I’ll leave it to you to fill in your own blanks if you see any contemporary examples of the public psyche being disrupted and reassembled in modified forms. See, for example, some of the examples in Stolen Focus. This may be an inadvertent side-effect rather than a deliberate strategy, but it’s definitely happening. Do we create culture, or does culture create us?

What do you think? Am I being too gloomy? Is life actually the best it’s ever been, with increasing peace and prosperity for all? Are social media platforms increasing transparency, or creating confusion and diminishing the quality of public debate?

Next week I’ll return to 1984 with Freedom is Slavery, and Ignorance is Strength. Meanwhile, I’m going to recommend that you DON’T read it. I found it terribly grim, and I haven’t quite recovered yet.

Other Stuff:

Thanks to all who came to the event at Hulse Hall in Breamore in the New Forest last week. Great to see you there! My thanks to the event organisers for a wonderful evening.

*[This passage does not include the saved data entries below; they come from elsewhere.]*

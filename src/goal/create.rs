//! The page and endpoint for creating a savings goal.

use std::sync::{Arc, Mutex};

use axum::{
    Extension,
    extract::{FromRef, State},
    http::StatusCode,
    response::{IntoResponse, Response},
};
// axum_extra's Form turns an empty deadline into None instead of rejecting the request.
use axum_extra::extract::Form;
use axum_htmx::HxRedirect;
use maud::{Markup, html};
use rusqlite::Connection;
use serde::Deserialize;
use time::Date;

use crate::{
    AppState, Error,
    auth::UserID,
    endpoints,
    goal::{NewGoal, create_goal},
    html::{
        BUTTON_PRIMARY_STYLE, FORM_CONTAINER_STYLE, FORM_LABEL_STYLE, FORM_TEXT_INPUT_STYLE, base,
        currency_input_styles,
    },
    navigation::NavBar,
    timezone::local_now,
};

const DEFAULT_GOAL_COLOR: &str = "#3B82F6";

/// The state needed for creating a goal.
#[derive(Debug, Clone)]
pub struct CreateGoalState {
    pub db_connection: Arc<Mutex<Connection>>,
    /// The local timezone as a canonical timezone name, e.g. "America/Sao_Paulo".
    pub local_timezone: String,
}

impl FromRef<AppState> for CreateGoalState {
    fn from_ref(state: &AppState) -> Self {
        Self {
            db_connection: state.db_connection.clone(),
            local_timezone: state.local_timezone.clone(),
        }
    }
}

#[derive(Debug, Deserialize)]
pub struct GoalForm {
    pub name: String,
    pub target_amount: f64,
    pub start_date: Date,
    #[serde(default)]
    pub deadline: Option<Date>,
    #[serde(default)]
    pub color: String,
}

pub async fn get_new_goal_page(State(state): State<CreateGoalState>) -> Result<Response, Error> {
    let today = local_now(&state.local_timezone)
        .ok_or_else(|| Error::InvalidTimezoneError(state.local_timezone.clone()))?
        .date();

    let nav_bar = NavBar::new(endpoints::GOALS_VIEW).into_html();
    let content = html! {
        (nav_bar)
        div class=(FORM_CONTAINER_STYLE) { (new_goal_form(today)) }
    };

    Ok(base("Create Goal", &[currency_input_styles()], &content).into_response())
}

pub async fn create_goal_endpoint(
    State(state): State<CreateGoalState>,
    Extension(user_id): Extension<UserID>,
    Form(form): Form<GoalForm>,
) -> Response {
    let new_goal = match NewGoal::new(
        &form.name,
        form.target_amount,
        form.start_date,
        form.deadline,
        &form.color,
    ) {
        Ok(new_goal) => new_goal,
        Err(error) => return error.into_alert_response(),
    };

    let connection = match state.db_connection.lock() {
        Ok(connection) => connection,
        Err(error) => {
            tracing::error!("could not acquire database lock: {error}");
            return Error::DatabaseLockError.into_alert_response();
        }
    };

    match create_goal(user_id, new_goal, &connection) {
        Ok(goal) => {
            tracing::info!("user {user_id} created goal {}", goal.id);

            (
                HxRedirect(endpoints::GOALS_VIEW.to_owned()),
                StatusCode::SEE_OTHER,
            )
                .into_response()
        }
        Err(error) => {
            tracing::error!("could not create goal: {error}");
            error.into_alert_response()
        }
    }
}

fn new_goal_form(today: Date) -> Markup {
    html! {
        form
            hx-post=(endpoints::GOALS_API)
            hx-target-error="#alert-container"
            class="w-full space-y-4 md:space-y-6"
        {
            div
            {
                label for="name" class=(FORM_LABEL_STYLE) { "Name" }

                input
                    id="name"
                    type="text"
                    name="name"
                    placeholder="Emergency fund"
                    required
                    autofocus
                    class=(FORM_TEXT_INPUT_STYLE);
            }

            div
            {
                label for="target_amount" class=(FORM_LABEL_STYLE) { "Target amount" }

                div class="input-wrapper w-full"
                {
                    input
                        id="target_amount"
                        type="number"
                        name="target_amount"
                        step="0.01"
                        min="0.01"
                        placeholder="0.00"
                        required
                        class=(FORM_TEXT_INPUT_STYLE);
                }
            }

            div class="grid grid-cols-2 gap-4"
            {
                div
                {
                    label for="start_date" class=(FORM_LABEL_STYLE) { "Start date" }

                    input
                        id="start_date"
                        type="date"
                        name="start_date"
                        value=(today)
                        required
                        class=(FORM_TEXT_INPUT_STYLE);
                }

                div
                {
                    label for="deadline" class=(FORM_LABEL_STYLE) { "Deadline (optional)" }

                    input
                        id="deadline"
                        type="date"
                        name="deadline"
                        min=(today)
                        class=(FORM_TEXT_INPUT_STYLE);
                }
            }

            div
            {
                label for="color" class=(FORM_LABEL_STYLE) { "Colour" }

                input
                    id="color"
                    type="color"
                    name="color"
                    value=(DEFAULT_GOAL_COLOR)
                    required
                    class="h-10 w-full";
            }

            button type="submit" class=(BUTTON_PRIMARY_STYLE) { "Create Goal" }
        }
    }
}


#[cfg(test)]
mod create_goal_endpoint_tests {
    use std::sync::{Arc, Mutex};

    use axum::{Extension, extract::State, http::StatusCode};
    use axum_extra::extract::Form;
    use time::macros::date;

    use crate::{
        endpoints,
        goal::get_goals,
        test_utils::{
            assert_alert_contains, assert_hx_redirect, create_test_user, get_test_connection,
            parse_html_fragment,
        },
    };

    use super::{CreateGoalState, GoalForm, create_goal_endpoint};

    fn form(name: &str, target_amount: f64) -> GoalForm {
        GoalForm {
            name: name.to_owned(),
            target_amount,
            start_date: date!(2025 - 01 - 01),
            deadline: Some(date!(2025 - 12 - 31)),
            color: "#10b981".to_owned(),
        }
    }

    #[tokio::test]
    async fn can_create_goal() {
        let connection = get_test_connection();
        let user = create_test_user("test@example.com", &connection);
        let state = CreateGoalState {
            db_connection: Arc::new(Mutex::new(connection)),
            local_timezone: "Etc/UTC".to_owned(),
        };

        let response = create_goal_endpoint(
            State(state.clone()),
            Extension(user.id),
            Form(form("Holiday", 3000.0)),
        )
        .await;

        assert_eq!(response.status(), StatusCode::SEE_OTHER);
        assert_hx_redirect(&response, endpoints::GOALS_VIEW);
        let goals = get_goals(user.id, &state.db_connection.lock().unwrap()).unwrap();
        assert_eq!(goals.len(), 1);
        assert_eq!(goals[0].name, "Holiday");
        assert_eq!(goals[0].color, "#10B981");
    }

    #[tokio::test]
    async fn rejects_non_positive_target() {
        let connection = get_test_connection();
        let user = create_test_user("test@example.com", &connection);
        let state = CreateGoalState {
            db_connection: Arc::new(Mutex::new(connection)),
            local_timezone: "Etc/UTC".to_owned(),
        };

        let response = create_goal_endpoint(
            State(state.clone()),
            Extension(user.id),
            Form(form("Holiday", -5.0)),
        )
        .await;

        assert_eq!(response.status(), StatusCode::BAD_REQUEST);
        let html = parse_html_fragment(response).await;
        assert_alert_contains(&html, "Invalid input");
        let goals = get_goals(user.id, &state.db_connection.lock().unwrap()).unwrap();
        assert!(goals.is_empty());
    }
}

And congratulations to Her Majesty on her Platinum Jubilee. Regardless of your view on the monarchy, 70 years of public service is a phenomenal accomplishment. That’s quite a life she’s had, and quite honestly, you couldn’t pay me enough to live in that gilded cage. Theoretically, she can do what she wants. Realistically, she can do very little. Freedom is slavery?

Originally published at https://www.rozsavage.com on June 2, 2022.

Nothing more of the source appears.